# WORK TO COMPLETE:
All of the entries are to be restated word for word.

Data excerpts

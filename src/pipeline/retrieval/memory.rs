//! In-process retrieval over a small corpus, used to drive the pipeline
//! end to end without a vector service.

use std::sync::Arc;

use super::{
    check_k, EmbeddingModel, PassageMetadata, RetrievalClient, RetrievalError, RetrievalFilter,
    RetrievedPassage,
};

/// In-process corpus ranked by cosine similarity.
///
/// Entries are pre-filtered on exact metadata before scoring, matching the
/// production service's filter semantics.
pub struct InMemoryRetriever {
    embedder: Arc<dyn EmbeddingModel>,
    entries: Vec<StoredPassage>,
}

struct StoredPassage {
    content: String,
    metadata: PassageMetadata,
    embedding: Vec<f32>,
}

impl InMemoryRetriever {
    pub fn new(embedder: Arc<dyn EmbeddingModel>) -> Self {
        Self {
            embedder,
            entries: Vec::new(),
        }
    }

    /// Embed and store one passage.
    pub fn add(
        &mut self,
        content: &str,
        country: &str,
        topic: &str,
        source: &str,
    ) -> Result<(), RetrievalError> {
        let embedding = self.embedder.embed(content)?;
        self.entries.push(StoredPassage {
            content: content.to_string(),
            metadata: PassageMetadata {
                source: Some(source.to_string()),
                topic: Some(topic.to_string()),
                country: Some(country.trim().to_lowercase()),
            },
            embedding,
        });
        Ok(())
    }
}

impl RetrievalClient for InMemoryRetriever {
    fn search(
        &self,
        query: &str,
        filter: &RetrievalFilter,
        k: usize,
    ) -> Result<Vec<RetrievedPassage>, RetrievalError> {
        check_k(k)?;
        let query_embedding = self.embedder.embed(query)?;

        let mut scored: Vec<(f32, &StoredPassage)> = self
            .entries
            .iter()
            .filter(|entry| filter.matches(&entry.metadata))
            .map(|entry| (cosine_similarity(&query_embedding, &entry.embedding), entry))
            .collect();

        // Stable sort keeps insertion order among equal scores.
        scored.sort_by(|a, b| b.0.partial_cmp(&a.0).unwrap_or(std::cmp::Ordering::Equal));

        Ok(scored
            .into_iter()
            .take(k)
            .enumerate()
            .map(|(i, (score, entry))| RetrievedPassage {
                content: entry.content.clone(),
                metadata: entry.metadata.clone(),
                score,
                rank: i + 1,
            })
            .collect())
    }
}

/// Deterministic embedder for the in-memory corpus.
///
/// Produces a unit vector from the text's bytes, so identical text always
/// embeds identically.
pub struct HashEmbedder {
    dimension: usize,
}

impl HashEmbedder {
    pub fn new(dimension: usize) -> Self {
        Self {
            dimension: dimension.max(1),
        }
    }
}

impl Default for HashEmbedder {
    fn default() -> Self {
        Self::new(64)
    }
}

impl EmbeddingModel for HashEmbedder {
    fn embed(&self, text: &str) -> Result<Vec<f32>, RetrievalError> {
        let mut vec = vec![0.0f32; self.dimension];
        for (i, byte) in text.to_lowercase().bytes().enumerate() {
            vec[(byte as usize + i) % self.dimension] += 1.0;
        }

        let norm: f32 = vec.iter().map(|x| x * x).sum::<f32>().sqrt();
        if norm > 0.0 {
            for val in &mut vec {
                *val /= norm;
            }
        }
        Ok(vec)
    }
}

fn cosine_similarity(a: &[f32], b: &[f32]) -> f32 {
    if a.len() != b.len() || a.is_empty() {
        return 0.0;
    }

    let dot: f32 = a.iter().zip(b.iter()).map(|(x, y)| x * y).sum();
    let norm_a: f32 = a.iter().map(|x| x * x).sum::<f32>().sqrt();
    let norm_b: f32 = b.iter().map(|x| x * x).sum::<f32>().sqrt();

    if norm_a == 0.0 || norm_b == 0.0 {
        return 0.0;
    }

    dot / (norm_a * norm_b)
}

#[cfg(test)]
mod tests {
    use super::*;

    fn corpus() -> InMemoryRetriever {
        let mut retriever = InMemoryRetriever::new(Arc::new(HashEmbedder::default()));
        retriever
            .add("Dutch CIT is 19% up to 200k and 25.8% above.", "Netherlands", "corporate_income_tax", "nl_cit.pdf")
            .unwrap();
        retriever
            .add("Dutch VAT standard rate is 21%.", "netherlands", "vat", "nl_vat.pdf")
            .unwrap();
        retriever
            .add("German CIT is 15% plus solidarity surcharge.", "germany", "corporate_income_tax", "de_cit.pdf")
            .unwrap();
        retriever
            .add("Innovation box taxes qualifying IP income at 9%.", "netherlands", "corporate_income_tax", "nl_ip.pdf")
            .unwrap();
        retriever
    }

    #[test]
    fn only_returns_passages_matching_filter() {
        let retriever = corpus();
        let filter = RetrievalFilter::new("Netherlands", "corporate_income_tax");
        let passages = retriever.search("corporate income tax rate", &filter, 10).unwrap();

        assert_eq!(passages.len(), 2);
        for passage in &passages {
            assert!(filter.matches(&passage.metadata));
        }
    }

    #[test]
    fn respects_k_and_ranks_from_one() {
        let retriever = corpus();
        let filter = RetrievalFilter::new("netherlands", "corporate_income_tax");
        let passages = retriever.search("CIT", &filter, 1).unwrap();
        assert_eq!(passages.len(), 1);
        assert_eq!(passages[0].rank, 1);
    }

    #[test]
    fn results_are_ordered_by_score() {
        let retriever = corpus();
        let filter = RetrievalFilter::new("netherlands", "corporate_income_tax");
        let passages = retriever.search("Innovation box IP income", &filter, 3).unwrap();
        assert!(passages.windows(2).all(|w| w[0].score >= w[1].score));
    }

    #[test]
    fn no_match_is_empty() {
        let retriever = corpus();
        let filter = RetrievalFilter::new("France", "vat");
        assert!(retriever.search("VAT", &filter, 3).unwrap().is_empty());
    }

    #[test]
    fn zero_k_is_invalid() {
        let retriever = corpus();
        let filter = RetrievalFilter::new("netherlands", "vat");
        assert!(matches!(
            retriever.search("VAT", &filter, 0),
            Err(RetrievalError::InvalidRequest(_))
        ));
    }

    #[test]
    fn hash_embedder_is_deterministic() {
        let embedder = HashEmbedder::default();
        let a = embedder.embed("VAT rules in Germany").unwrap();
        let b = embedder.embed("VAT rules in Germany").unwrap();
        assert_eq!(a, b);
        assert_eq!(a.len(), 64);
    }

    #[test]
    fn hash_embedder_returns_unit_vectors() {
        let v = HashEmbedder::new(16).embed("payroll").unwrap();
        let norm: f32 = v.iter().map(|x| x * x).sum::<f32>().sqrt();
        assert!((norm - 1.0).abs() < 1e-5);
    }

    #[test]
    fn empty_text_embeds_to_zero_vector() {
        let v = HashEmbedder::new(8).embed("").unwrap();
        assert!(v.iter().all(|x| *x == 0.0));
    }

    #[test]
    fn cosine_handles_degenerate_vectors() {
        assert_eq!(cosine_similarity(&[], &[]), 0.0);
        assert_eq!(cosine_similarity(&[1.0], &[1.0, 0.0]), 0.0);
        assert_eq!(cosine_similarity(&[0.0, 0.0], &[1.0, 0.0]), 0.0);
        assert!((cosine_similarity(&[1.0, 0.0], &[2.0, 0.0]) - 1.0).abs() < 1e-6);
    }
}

# YOUR SOLUTION:
filename src/pipeline/retrieval/memory.rs
//! In-process retrieval over a small corpus, used to drive the pipeline
//! end to end without a vector service.

use std::sync::Arc;

use super::{
    check_k, EmbeddingModel, PassageMetadata, RetrievalClient, RetrievalError, RetrievalFilter,
    RetrievedPassage,
};

/// In-process corpus ranked by cosine similarity.
///
/// Entries are pre-filtered on exact metadata before scoring, matching the
/// production service's filter semantics.
pub struct InMemoryRetriever {
    embedder: Arc<dyn EmbeddingModel>,
    entries: Vec<StoredPassage>,
}

struct StoredPassage {
    content: String,
    metadata: PassageMetadata,
    embedding: Vec<f32>,
}

impl InMemoryRetriever {
    pub fn new(embedder: Arc<dyn EmbeddingModel>) -> Self {
        Self {
            embedder,
            entries: Vec::new(),
        }
    }

    /// Embed and store one passage.
    pub fn add(
        &mut self,
        content: &str,
        country: &str,
        topic: &str,
        source: &str,
    ) -> Result<(), RetrievalError> {
        let embedding = self.embedder.embed(content)?;
        self.entries.push(StoredPassage {
            content: content.to_string(),
            metadata: PassageMetadata {
                source: Some(source.to_string()),
                topic: Some(topic.to_string()),
                country: Some(country.trim().to_lowercase()),
            },
            embedding,
        });
        Ok(())
    }
}

impl RetrievalClient for InMemoryRetriever {
    fn search(
        &self,
        query: &str,
        filter: &RetrievalFilter,
        k: usize,
    ) -> Result<Vec<RetrievedPassage>, RetrievalError> {
        check_k(k)?;
        let query_embedding = self.embedder.embed(query)?;

        let mut scored: Vec<(f32, &StoredPassage)> = self
            .entries
            .iter()
            .filter(|entry| filter.matches(&entry.metadata))
            .map(|entry| (cosine_similarity(&query_embedding, &entry.embedding), entry))
            .collect();

        // Stable sort keeps insertion order among equal scores.
        scored.sort_by(|a, b| b.0.partial_cmp(&a.0).unwrap_or(std::cmp::Ordering::Equal));

        Ok(scored
            .into_iter()
            .take(k)
            .enumerate()
            .map(|(i, (score, entry))| RetrievedPassage {
                content: entry.content.clone(),
                metadata: entry.metadata.clone(),
                score,
                rank: i + 1,
            })
            .collect())
    }
}

/// Deterministic embedder for the in-memory corpus.
///
/// Produces a unit vector from the text's bytes, so identical text always
/// embeds identically.
pub struct HashEmbedder {
    dimension: usize,
}

impl HashEmbedder {
    pub fn new(dimension: usize) -> Self {
        Self {
            dimension: dimension.max(1),
        }
    }
}

impl Default for HashEmbedder {
    fn default() -> Self {
        Self::new(64)
    }
}

impl EmbeddingModel for HashEmbedder {
    fn embed(&self, text: &str) -> Result<Vec<f32>, RetrievalError> {
        let mut vec = vec![0.0f32; self.dimension];
        for (i, byte) in text.to_lowercase().bytes().enumerate() {
            vec[(byte as usize + i) % self.dimension] += 1.0;
        }

        let norm: f32 = vec.iter().map(|x| x * x).sum::<f32>().sqrt();
        if norm > 0.0 {
            for val in &mut vec {
                *val /= norm;
            }
        }
        Ok(vec)
    }
}

fn cosine_similarity(a: &[f32], b: &[f32]) -> f32 {
    if a.len() != b.len() || a.is_empty() {
        return 0.0;
    }

    let dot: f32 = a.iter().zip(b.iter()).map(|(x, y)| x * y).sum();
    let norm_a: f32 = a.iter().map(|x| x * x).sum::<f32>().sqrt();
    let norm_b: f32 = b.iter().map(|x| x * x).sum::<f32>().sqrt();

    if norm_a == 0.0 || norm_b == 0.0 {
        return 0.0;
    }

    dot / (norm_a * norm_b)
}

#[cfg(test)]
mod tests {
    use super::*;

    fn corpus() -> InMemoryRetriever {
        let mut retriever = InMemoryRetriever::new(Arc::new(HashEmbedder::default()));
        retriever
            .add("Dutch CIT is 19% up to 200k and 25.8% above.", "Netherlands", "corporate_income_tax", "nl_cit.pdf")
            .unwrap();
        retriever
            .add("Dutch VAT standard rate is 21%.", "netherlands", "vat", "nl_vat.pdf")
            .unwrap();
        retriever
            .add("German CIT is 15% plus solidarity surcharge.", "germany", "corporate_income_tax", "de_cit.pdf")
            .unwrap();
        retriever
            .add("Innovation box taxes qualifying IP income at 9%.", "netherlands", "corporate_income_tax", "nl_ip.pdf")
            .unwrap();
        retriever
    }

    #[test]
    fn only_returns_passages_matching_filter() {
        let retriever = corpus();
        let filter = RetrievalFilter::new("Netherlands", "corporate_income_tax");
        let passages = retriever.search("corporate income tax rate", &filter, 10).unwrap();

        assert_eq!(passages.len(), 2);
        for passage in &passages {
            assert!(filter.matches(&passage.metadata));
        }
    }

    #[test]
    fn respects_k_and_ranks_from_one() {
        let retriever = corpus();
        let filter = RetrievalFilter::new("netherlands", "corporate_income_tax");
        let passages = retriever.search("CIT", &filter, 1).unwrap();
        assert_eq!(passages.len(), 1);
        assert_eq!(passages[0].rank, 1);
    }

    #[test]
    fn results_are_ordered_by_score() {
        let retriever = corpus();
        let filter = RetrievalFilter::new("netherlands", "corporate_income_tax");
        let passages = retriever.search("Innovation box IP income", &filter, 3).unwrap();
        assert!(passages.windows(2).all(|w| w[0].score >= w[1].score));
    }

    #[test]
    fn no_match_is_empty() {
        let retriever = corpus();
        let filter = RetrievalFilter::new("France", "vat");
        assert!(retriever.search("VAT", &filter, 3).unwrap().is_empty());
    }

    #[test]
    fn zero_k_is_invalid() {
        let retriever = corpus();
        let filter = RetrievalFilter::new("netherlands", "vat");
        assert!(matches!(
            retriever.search("VAT", &filter, 0),
            Err(RetrievalError::InvalidRequest(_))
        ));
    }

    #[test]
    fn hash_embedder_is_deterministic() {
        let embedder = HashEmbedder::default();
        let a = embedder.embed("VAT rules in Germany").unwrap();
        let b = embedder.embed("VAT rules in Germany").unwrap();
        assert_eq!(a, b);
        assert_eq!(a.len(), 64);
    }

    #[test]
    fn hash_embedder_returns_unit_vectors() {
        let v = HashEmbedder::new(16).embed("payroll").unwrap();
        let norm: f32 = v.iter().map(|x| x * x).sum::<f32>().sqrt();
        assert!((norm - 1.0).abs() < 1e-5);
    }

    #[test]
    fn empty_text_embeds_to_zero_vector() {
        let v = HashEmbedder::new(8).embed("").unwrap();
        assert!(v.iter().all(|x| *x == 0.0));
    }

    #[test]
    fn cosine_handles_degenerate_vectors() {
        assert_eq!(cosine_similarity(&[], &[]), 0.0);
        assert_eq!(cosine_similarity(&[1.0], &[1.0, 0.0]), 0.0);
        assert_eq!(cosine_similarity(&[0.0, 0.0], &[1.0, 0.0]), 0.0);
        assert!((cosine_similarity(&[1.0, 0.0], &[2.0, 0.0]) - 1.0).abs() < 1e-6);
    }
}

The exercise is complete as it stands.